| Prompt |
What you print must match the data line for line.
**** Material for this exercise
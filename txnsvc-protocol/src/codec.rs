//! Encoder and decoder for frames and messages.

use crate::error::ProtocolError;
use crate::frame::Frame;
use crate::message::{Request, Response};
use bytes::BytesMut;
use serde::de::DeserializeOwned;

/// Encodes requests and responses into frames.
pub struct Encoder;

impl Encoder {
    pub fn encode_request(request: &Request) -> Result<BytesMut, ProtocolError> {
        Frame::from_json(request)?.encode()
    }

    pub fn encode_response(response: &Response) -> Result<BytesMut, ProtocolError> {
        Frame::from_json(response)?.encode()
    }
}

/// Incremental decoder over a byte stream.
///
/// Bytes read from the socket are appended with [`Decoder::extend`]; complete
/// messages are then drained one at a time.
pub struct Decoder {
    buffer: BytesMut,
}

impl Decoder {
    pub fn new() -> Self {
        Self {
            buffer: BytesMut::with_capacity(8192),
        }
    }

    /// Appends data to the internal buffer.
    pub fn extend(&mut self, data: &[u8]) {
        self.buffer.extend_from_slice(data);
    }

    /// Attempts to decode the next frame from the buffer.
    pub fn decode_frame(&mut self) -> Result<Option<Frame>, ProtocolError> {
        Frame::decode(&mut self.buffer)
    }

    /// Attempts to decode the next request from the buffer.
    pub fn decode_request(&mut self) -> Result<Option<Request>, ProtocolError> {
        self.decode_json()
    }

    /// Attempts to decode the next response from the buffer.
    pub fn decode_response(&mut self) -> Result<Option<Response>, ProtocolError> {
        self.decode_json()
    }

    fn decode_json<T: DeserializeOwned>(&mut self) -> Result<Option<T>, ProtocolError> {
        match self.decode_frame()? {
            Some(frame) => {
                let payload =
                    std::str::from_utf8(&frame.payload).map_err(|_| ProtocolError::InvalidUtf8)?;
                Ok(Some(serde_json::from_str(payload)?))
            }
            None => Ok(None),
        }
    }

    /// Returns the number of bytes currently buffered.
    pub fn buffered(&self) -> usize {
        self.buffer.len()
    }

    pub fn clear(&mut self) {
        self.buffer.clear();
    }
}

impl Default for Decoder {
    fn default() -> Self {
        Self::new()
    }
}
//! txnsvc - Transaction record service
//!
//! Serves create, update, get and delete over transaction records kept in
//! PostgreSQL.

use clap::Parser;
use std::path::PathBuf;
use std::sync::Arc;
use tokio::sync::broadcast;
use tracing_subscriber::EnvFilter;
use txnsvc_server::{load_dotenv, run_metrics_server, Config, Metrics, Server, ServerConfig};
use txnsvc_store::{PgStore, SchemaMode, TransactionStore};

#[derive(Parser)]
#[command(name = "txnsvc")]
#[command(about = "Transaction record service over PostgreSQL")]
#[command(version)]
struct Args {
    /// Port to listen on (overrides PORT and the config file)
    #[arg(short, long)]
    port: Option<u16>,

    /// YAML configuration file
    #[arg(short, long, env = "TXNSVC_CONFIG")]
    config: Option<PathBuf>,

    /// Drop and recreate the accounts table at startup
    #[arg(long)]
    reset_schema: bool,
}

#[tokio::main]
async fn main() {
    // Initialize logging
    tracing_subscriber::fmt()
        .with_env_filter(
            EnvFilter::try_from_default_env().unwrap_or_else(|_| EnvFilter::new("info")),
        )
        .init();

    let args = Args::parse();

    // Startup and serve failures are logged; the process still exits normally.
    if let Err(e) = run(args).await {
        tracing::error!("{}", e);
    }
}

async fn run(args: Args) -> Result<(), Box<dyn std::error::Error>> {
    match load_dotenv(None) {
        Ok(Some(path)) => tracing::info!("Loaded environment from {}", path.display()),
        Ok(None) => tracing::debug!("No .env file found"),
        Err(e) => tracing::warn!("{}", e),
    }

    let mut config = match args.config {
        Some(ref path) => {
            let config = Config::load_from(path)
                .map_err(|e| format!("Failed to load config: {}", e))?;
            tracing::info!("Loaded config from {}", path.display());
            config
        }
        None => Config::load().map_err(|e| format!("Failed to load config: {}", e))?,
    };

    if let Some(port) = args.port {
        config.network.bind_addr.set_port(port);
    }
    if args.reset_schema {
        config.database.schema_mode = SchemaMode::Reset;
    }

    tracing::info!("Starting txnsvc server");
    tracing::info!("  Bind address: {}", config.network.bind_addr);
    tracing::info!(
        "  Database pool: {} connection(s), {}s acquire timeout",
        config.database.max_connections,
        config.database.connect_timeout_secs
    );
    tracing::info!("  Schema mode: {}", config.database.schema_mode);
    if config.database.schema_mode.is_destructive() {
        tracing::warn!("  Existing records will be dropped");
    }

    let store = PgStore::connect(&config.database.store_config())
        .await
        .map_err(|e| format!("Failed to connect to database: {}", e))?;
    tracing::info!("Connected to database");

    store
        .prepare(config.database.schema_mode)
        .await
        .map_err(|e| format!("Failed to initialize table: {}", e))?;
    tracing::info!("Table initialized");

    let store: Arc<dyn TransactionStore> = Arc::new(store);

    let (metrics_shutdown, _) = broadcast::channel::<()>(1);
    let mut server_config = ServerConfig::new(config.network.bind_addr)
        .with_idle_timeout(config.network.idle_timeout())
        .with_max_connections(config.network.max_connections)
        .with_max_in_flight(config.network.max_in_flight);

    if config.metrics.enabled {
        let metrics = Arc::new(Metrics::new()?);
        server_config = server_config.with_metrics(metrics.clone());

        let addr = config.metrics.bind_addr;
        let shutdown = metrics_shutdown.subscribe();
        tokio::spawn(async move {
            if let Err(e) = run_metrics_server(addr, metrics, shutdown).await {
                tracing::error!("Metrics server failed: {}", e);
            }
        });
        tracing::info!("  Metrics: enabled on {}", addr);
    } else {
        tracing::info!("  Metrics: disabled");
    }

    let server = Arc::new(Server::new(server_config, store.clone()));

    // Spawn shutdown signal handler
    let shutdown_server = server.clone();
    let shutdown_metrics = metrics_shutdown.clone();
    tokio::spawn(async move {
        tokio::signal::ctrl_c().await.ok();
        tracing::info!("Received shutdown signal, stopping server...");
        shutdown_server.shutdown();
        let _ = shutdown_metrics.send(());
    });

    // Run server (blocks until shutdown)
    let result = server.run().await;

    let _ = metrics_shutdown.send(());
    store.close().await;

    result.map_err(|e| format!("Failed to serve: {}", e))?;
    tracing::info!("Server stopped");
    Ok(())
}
********
| Solution for this exercise |
filename txnsvc-protocol/src/codec.rs
//! Encoder and decoder for frames and messages.

use crate::error::ProtocolError;
use crate::frame::Frame;
use crate::message::{Request, Response};
use bytes::BytesMut;
use serde::de::DeserializeOwned;

/// Encodes requests and responses into frames.
pub struct Encoder;

impl Encoder {
    pub fn encode_request(request: &Request) -> Result<BytesMut, ProtocolError> {
        Frame::from_json(request)?.encode()
    }

    pub fn encode_response(response: &Response) -> Result<BytesMut, ProtocolError> {
        Frame::from_json(response)?.encode()
    }
}

/// Incremental decoder over a byte stream.
///
/// Bytes read from the socket are appended with [`Decoder::extend`]; complete
/// messages are then drained one at a time.
pub struct Decoder {
    buffer: BytesMut,
}

impl Decoder {
    pub fn new() -> Self {
        Self {
            buffer: BytesMut::with_capacity(8192),
        }
    }

    /// Appends data to the internal buffer.
    pub fn extend(&mut self, data: &[u8]) {
        self.buffer.extend_from_slice(data);
    }

    /// Attempts to decode the next frame from the buffer.
    pub fn decode_frame(&mut self) -> Result<Option<Frame>, ProtocolError> {
        Frame::decode(&mut self.buffer)
    }

    /// Attempts to decode the next request from the buffer.
    pub fn decode_request(&mut self) -> Result<Option<Request>, ProtocolError> {
        self.decode_json()
    }

    /// Attempts to decode the next response from the buffer.
    pub fn decode_response(&mut self) -> Result<Option<Response>, ProtocolError> {
        self.decode_json()
    }

    fn decode_json<T: DeserializeOwned>(&mut self) -> Result<Option<T>, ProtocolError> {
        match self.decode_frame()? {
            Some(frame) => {
                let payload =
                    std::str::from_utf8(&frame.payload).map_err(|_| ProtocolError::InvalidUtf8)?;
                Ok(Some(serde_json::from_str(payload)?))
            }
            None => Ok(None),
        }
    }

    /// Returns the number of bytes currently buffered.
    pub fn buffered(&self) -> usize {
        self.buffer.len()
    }

    pub fn clear(&mut self) {
        self.buffer.clear();
    }
}

impl Default for Decoder {
    fn default() -> Self {
        Self::new()
    }
}
//! txnsvc - Transaction record service
//!
//! Serves create, update, get and delete over transaction records kept in
//! PostgreSQL.

use clap::Parser;
use std::path::PathBuf;
use std::sync::Arc;
use tokio::sync::broadcast;
use tracing_subscriber::EnvFilter;
use txnsvc_server::{load_dotenv, run_metrics_server, Config, Metrics, Server, ServerConfig};
use txnsvc_store::{PgStore, SchemaMode, TransactionStore};

#[derive(Parser)]
#[command(name = "txnsvc")]
#[command(about = "Transaction record service over PostgreSQL")]
#[command(version)]
struct Args {
    /// Port to listen on (overrides PORT and the config file)
    #[arg(short, long)]
    port: Option<u16>,

    /// YAML configuration file
    #[arg(short, long, env = "TXNSVC_CONFIG")]
    config: Option<PathBuf>,

    /// Drop and recreate the accounts table at startup
    #[arg(long)]
    reset_schema: bool,
}

#[tokio::main]
async fn main() {
    // Initialize logging
    tracing_subscriber::fmt()
        .with_env_filter(
            EnvFilter::try_from_default_env().unwrap_or_else(|_| EnvFilter::new("info")),
        )
        .init();

    let args = Args::parse();

    // Startup and serve failures are logged; the process still exits normally.
    if let Err(e) = run(args).await {
        tracing::error!("{}", e);
    }
}

async fn run(args: Args) -> Result<(), Box<dyn std::error::Error>> {
    match load_dotenv(None) {
        Ok(Some(path)) => tracing::info!("Loaded environment from {}", path.display()),
        Ok(None) => tracing::debug!("No .env file found"),
        Err(e) => tracing::warn!("{}", e),
    }

    let mut config = match args.config {
        Some(ref path) => {
            let config = Config::load_from(path)
                .map_err(|e| format!("Failed to load config: {}", e))?;
            tracing::info!("Loaded config from {}", path.display());
            config
        }
        None => Config::load().map_err(|e| format!("Failed to load config: {}", e))?,
    };

    if let Some(port) = args.port {
        config.network.bind_addr.set_port(port);
    }
    if args.reset_schema {
        config.database.schema_mode = SchemaMode::Reset;
    }

    tracing::info!("Starting txnsvc server");
    tracing::info!("  Bind address: {}", config.network.bind_addr);
    tracing::info!(
        "  Database pool: {} connection(s), {}s acquire timeout",
        config.database.max_connections,
        config.database.connect_timeout_secs
    );
    tracing::info!("  Schema mode: {}", config.database.schema_mode);
    if config.database.schema_mode.is_destructive() {
        tracing::warn!("  Existing records will be dropped");
    }

    let store = PgStore::connect(&config.database.store_config())
        .await
        .map_err(|e| format!("Failed to connect to database: {}", e))?;
    tracing::info!("Connected to database");

    store
        .prepare(config.database.schema_mode)
        .await
        .map_err(|e| format!("Failed to initialize table: {}", e))?;
    tracing::info!("Table initialized");

    let store: Arc<dyn TransactionStore> = Arc::new(store);

    let (metrics_shutdown, _) = broadcast::channel::<()>(1);
    let mut server_config = ServerConfig::new(config.network.bind_addr)
        .with_idle_timeout(config.network.idle_timeout())
        .with_max_connections(config.network.max_connections)
        .with_max_in_flight(config.network.max_in_flight);

    if config.metrics.enabled {
        let metrics = Arc::new(Metrics::new()?);
        server_config = server_config.with_metrics(metrics.clone());

        let addr = config.metrics.bind_addr;
        let shutdown = metrics_shutdown.subscribe();
        tokio::spawn(async move {
            if let Err(e) = run_metrics_server(addr, metrics, shutdown).await {
                tracing::error!("Metrics server failed: {}", e);
            }
        });
        tracing::info!("  Metrics: enabled on {}", addr);
    } else {
        tracing::info!("  Metrics: disabled");
    }

    let server = Arc::new(Server::new(server_config, store.clone()));

    // Spawn shutdown signal handler
    let shutdown_server = server.clone();
    let shutdown_metrics = metrics_shutdown.clone();
    tokio::spawn(async move {
        tokio::signal::ctrl_c().await.ok();
        tracing::info!("Received shutdown signal, stopping server...");
        shutdown_server.shutdown();
        let _ = shutdown_metrics.send(());
    });

    // Run server (blocks until shutdown)
    let result = server.run().await;

    let _ = metrics_shutdown.send(());
    store.close().await;

    result.map_err(|e| format!("Failed to serve: {}", e))?;
    tracing::info!("Server stopped");
    Ok(())
}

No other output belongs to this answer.